HOW TO DEFINE an Old English hound? I put the question to Martin Scott, who is acknowledged as the leading hound breeding authority of our time. The former Master and current breeder of the Vale of the White Horse (VWH) pack in Gloucestershire is something of a walking encyclopaedia when it comes to The Foxhound Kennel Stud Book, in which successive generations of foxhounds have been recorded ever since its inception in the mid-18th century. The casual observer might suggest Old English hounds are best identified by their uniform Belvoir tan but, as Scott points out, it’s really all about bloodlines. “A true Old English hound is one without a drop of outside blood,” he says. “That’s no American, fell, Welsh or heritage of any other kind in a foxhound pedigree going back to the late 19th century and beyond.”
It is true that a smooth black-and-tan coat is often the hallmark of an Old English hound; however, the Belvoir tan that predominates today is the consequence of a fashion that took hold in the late 1800s and gathered such momentum that by the start of the First World War entire packs of hounds were almost exclusively that colour.

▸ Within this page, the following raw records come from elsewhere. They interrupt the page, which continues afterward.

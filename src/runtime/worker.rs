//! Load-generating worker.
//!
//! A worker owns one connection and one private multiplexer. It sends the
//! fixed payload, waits for the echo, and times the interval between the
//! two. The worker's multiplexer only ever holds its own stream, so every
//! wait it performs is on behalf of the round trip being timed.

use crate::runtime::endpoint::{self, TransferError};
use crate::runtime::mux::{Multiplexer, MuxError};
use crate::runtime::stats::WorkerStats;
use crate::runtime::{MESSAGE_SIZE, PAYLOAD};
use mio::{Interest, Token};
use std::io;
use std::net::SocketAddr;
use std::time::Instant;
use thiserror::Error;
use tracing::{debug, trace};

const STREAM_TOKEN: Token = Token(0);

#[derive(Debug, Error)]
pub enum WorkerError {
    #[error("failed to connect to {addr}: {source}")]
    Connect { addr: SocketAddr, source: io::Error },
    #[error(transparent)]
    Mux(#[from] MuxError),
    #[error("send failed after {completed} round trips: {source}")]
    Send {
        completed: u64,
        source: TransferError,
    },
    #[error("receive failed after {completed} round trips: {source}")]
    Receive {
        completed: u64,
        source: TransferError,
    },
}

#[derive(Debug, Clone)]
pub struct Worker {
    pub id: usize,
    pub addr: SocketAddr,
    pub requests: u64,
    pub max_events: usize,
}

impl Worker {
    /// Run the configured number of round trips, accumulating into `stats`.
    ///
    /// On error, `stats` keeps every round trip completed before the
    /// failure. The request rate is derived on every exit path.
    pub fn run(&self, stats: &mut WorkerStats) -> Result<(), WorkerError> {
        let result = self.drive(stats);
        stats.finish();
        result
    }

    fn drive(&self, stats: &mut WorkerStats) -> Result<(), WorkerError> {
        let mut stream = endpoint::connect(self.addr).map_err(|source| WorkerError::Connect {
            addr: self.addr,
            source,
        })?;

        let mut mux = Multiplexer::new()?;
        let mut events = Multiplexer::events(self.max_events);
        mux.register(
            &mut stream,
            STREAM_TOKEN,
            Interest::READABLE | Interest::WRITABLE,
        )?;

        debug!(worker = self.id, addr = %self.addr, "Worker connected");

        let mut response = [0u8; MESSAGE_SIZE];
        for i in 0..self.requests {
            let start = Instant::now();

            endpoint::send_exact(&mut stream, &mut mux, &mut events, PAYLOAD).map_err(
                |source| WorkerError::Send {
                    completed: stats.total_messages,
                    source,
                },
            )?;

            endpoint::recv_exact(&mut stream, &mut mux, &mut events, &mut response).map_err(
                |source| WorkerError::Receive {
                    completed: stats.total_messages,
                    source,
                },
            )?;

            let rtt = start.elapsed();
            stats.record(rtt);
            if &response != PAYLOAD {
                stats.mismatched_responses += 1;
            }

            trace!(
                worker = self.id,
                message = i + 1,
                rtt_us = rtt.as_micros() as u64,
                "Round trip"
            );
        }

        if let Err(e) = mux.deregister(&mut stream, STREAM_TOKEN) {
            debug!(worker = self.id, error = %e, "Deregister failed");
        }
        debug!(
            worker = self.id,
            messages = stats.total_messages,
            "Worker finished"
        );
        Ok(())
    }
}

#[cfg(test)]
mod tests {
    use super::*;
    use crate::runtime::mux::DEFAULT_MAX_EVENTS;
    use crate::runtime::testing::{closed_addr, spawn_server};
    use std::time::Duration;

    fn worker(addr: SocketAddr, requests: u64) -> Worker {
        Worker {
            id: 0,
            addr,
            requests,
            max_events: DEFAULT_MAX_EVENTS,
        }
    }

    #[test]
    fn test_single_worker_round_trips() {
        let (addr, handle, join) = spawn_server();

        let mut stats = WorkerStats::new().unwrap();
        worker(addr, 10).run(&mut stats).unwrap();

        assert_eq!(stats.total_messages, 10);
        assert!(stats.total_rtt > Duration::ZERO);
        assert_eq!(stats.latencies.len(), 10);
        assert!(stats.latencies.min() > 0);
        // A loopback round trip takes well over a microsecond.
        assert!(stats.latencies.max() >= 1_000);
        assert!(stats.request_rate > 0.0);
        assert_eq!(stats.mismatched_responses, 0);

        handle.shutdown().unwrap();
        join.join().unwrap().unwrap();
    }

    #[test]
    fn test_zero_requests() {
        let (addr, handle, join) = spawn_server();

        let mut stats = WorkerStats::new().unwrap();
        worker(addr, 0).run(&mut stats).unwrap();
        assert_eq!(stats.total_messages, 0);
        assert_eq!(stats.request_rate, 0.0);

        handle.shutdown().unwrap();
        join.join().unwrap().unwrap();
    }

    #[test]
    fn test_connect_failure_reports_zero() {
        let addr = closed_addr();

        let mut stats = WorkerStats::new().unwrap();
        match worker(addr, 10).run(&mut stats) {
            Err(WorkerError::Connect { addr: failed, .. }) => assert_eq!(failed, addr),
            other => panic!("unexpected: {:?}", other),
        }
        assert_eq!(stats.total_messages, 0);
        assert_eq!(stats.total_rtt, Duration::ZERO);
        assert_eq!(stats.request_rate, 0.0);
        assert!(stats.request_rate.is_finite());
    }

    #[test]
    fn test_peer_close_keeps_partial_stats() {
        let listener = std::net::TcpListener::bind("127.0.0.1:0").unwrap();
        let addr = listener.local_addr().unwrap();

        // Echo three messages, then hang up.
        let peer = std::thread::spawn(move || {
            use std::io::{Read, Write};
            let (mut stream, _) = listener.accept().unwrap();
            let mut buf = [0u8; MESSAGE_SIZE];
            for _ in 0..3 {
                stream.read_exact(&mut buf).unwrap();
                stream.write_all(&buf).unwrap();
            }
        });

        let mut stats = WorkerStats::new().unwrap();
        let result = worker(addr, 100).run(&mut stats);
        peer.join().unwrap();

        assert!(matches!(
            result,
            Err(WorkerError::Receive { completed: 3, .. }) | Err(WorkerError::Send { completed: 3, .. })
        ));
        assert_eq!(stats.total_messages, 3);
        assert!(stats.request_rate > 0.0);
    }
}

The vogue also included such an excess of bone and substance that the avant-garde hound breeder Sir Peter Farquhar branded the era up until the War as ‘very sad in the history of the foxhound’, and criticised Masters who favoured fashion over work. The product of their policy was, he wrote many years later, hounds that were ‘nothing more or less than cripples’. In the fullness of time Sir Peter and other progressive hound breeders such as Bill Scott, George Evans and Ikey Bell were to use the Welsh outcross to improve the agility and conformation required by their own hounds to catch foxes in style.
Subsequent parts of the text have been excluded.